Saint Benedict here calls obedience a boon. The word “boon” means something that is helpful or beneficial; it can mean an advantage, that is, a good thing: Oboedientiae bonum non solum abbati exhibendum est ab omnibus, sed etiam sibi invicem ita oboediant fratres, scientes per hanc oboedientiae viam se ituros ad Deum. When the young Father Joseph Marmion left his work as a priest of the Archdiocese of Dublin for the abbey of Maredsous, he said that wanted, above all else, to have the boon of obedience in his life.
A monk is blessed with opportunities for obedience from before sunrise until after dark, and this every day of his life. Saint Benedict says in Chapter V: “The first degree of humility is obedience without delay. This becometh those who hold nothing dearer to them than Christ.” Even a monk’s hours of sleep are an act of obedience. The fundamental obedience of the monk is to the order and rhythm of the day; he is to practice the injunction of Chapter XLIII literally: “At the hour of Divine Office, as soon as the signal is heard, let every one, leaving whatever he had in hand, hasten to the Oratory with all speed, and yet with seriousness, so that no occasion he given for levity”. Similarly, a rigorous punctuality in coming to work, meals, conferences, and recreations, is an expression of obedience.”Behold my beloved speaketh to me: Arise, make haste, my love, my dove, my beautiful one, and come” (Canticle 2:10). The motor of such obedience is the love of Christ. “I obey out of love for Christ, believing that every act of obedience, even the smallest, unites me more closely to Him. I will seek him whom my soul loveth (Canticle 3:2).
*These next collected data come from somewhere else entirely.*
//! Error types for palette operations
//!
//! This module provides error types for color parsing and palette validation.

use thiserror::Error;

/// Error type for parsing hex color strings.
///
/// Returned when a string is not exactly two hex digits per channel,
/// optionally prefixed with `#`.
#[derive(Debug, Clone, PartialEq, Eq, Error)]
pub enum ParseColorError {
    /// Wrong number of digits after stripping whitespace and '#'
    #[error("invalid hex color length {found} (expected 6 digits)")]
    InvalidLength { found: usize },
    /// Right length, but not all hexadecimal digits
    #[error("invalid hex digits in '{input}'")]
    InvalidHex { input: String },
}

/// Error type for palette validation.
///
/// Palette errors are configuration errors: they are raised while building a
/// palette at startup and are not expected at request time.
#[derive(Debug, Clone, PartialEq, Error)]
pub enum PaletteError {
    /// No entries provided
    #[error("palette cannot be empty")]
    EmptyPalette,
    /// The same name appears twice
    #[error("duplicate palette entry '{name}'")]
    DuplicateName { name: String },
    /// An entry's color could not be parsed
    #[error("could not parse palette colour '{name}' = '{value}': {source}")]
    InvalidColor {
        name: String,
        value: String,
        #[source]
        source: ParseColorError,
    },
    /// No built-in palette with that name
    #[error("unknown builtin palette '{0}' (expected css3, css21 or html4)")]
    UnknownBuiltin(String),
}

#[cfg(test)]
mod tests {
    use super::*;
    use std::error::Error as _;

    #[test]
    fn test_invalid_color_names_entry() {
        let err = PaletteError::InvalidColor {
            name: "bogus".to_string(),
            value: "not-a-hex-color".to_string(),
            source: ParseColorError::InvalidLength { found: 15 },
        };
        assert_eq!(
            err.to_string(),
            "could not parse palette colour 'bogus' = 'not-a-hex-color': \
             invalid hex color length 15 (expected 6 digits)"
        );
        assert!(err.source().is_some());
    }

    #[test]
    fn test_messages() {
        assert_eq!(
            PaletteError::EmptyPalette.to_string(),
            "palette cannot be empty"
        );
        assert_eq!(
            PaletteError::DuplicateName {
                name: "red".to_string()
            }
            .to_string(),
            "duplicate palette entry 'red'"
        );
        assert_eq!(
            ParseColorError::InvalidHex {
                input: "#GGGGGG".to_string()
            }
            .to_string(),
            "invalid hex digits in '#GGGGGG'"
        );
    }
}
All of these opportunities for obedience are set in the context of obedience to the abbot, of which Saint Benedict speaks in Chapter VII: “The third degree of humility is, that a man for the love of God submit himself to his superior in all obedience; imitating the Lord, of Whom the apostle saith: “He was made obedient even unto death”. In the right ordering of obedience, the commands of the abbot and of the superiors appointed by him, each in his own area of responsibility, hold the first place. In today’s chapter, however, Saint Benedict invites his monk to yet another expression of obedience: obedience to one another. So highly does Saint Benedict value this obedience that he calls it “the path by which one shall come unto God”. The word “obedience” derives from the two Latin words ob and audire, mean to put oneself before another in order to hearken to him, to give another one’s full and ready attention, to listen to instruction with a view to carrying it out.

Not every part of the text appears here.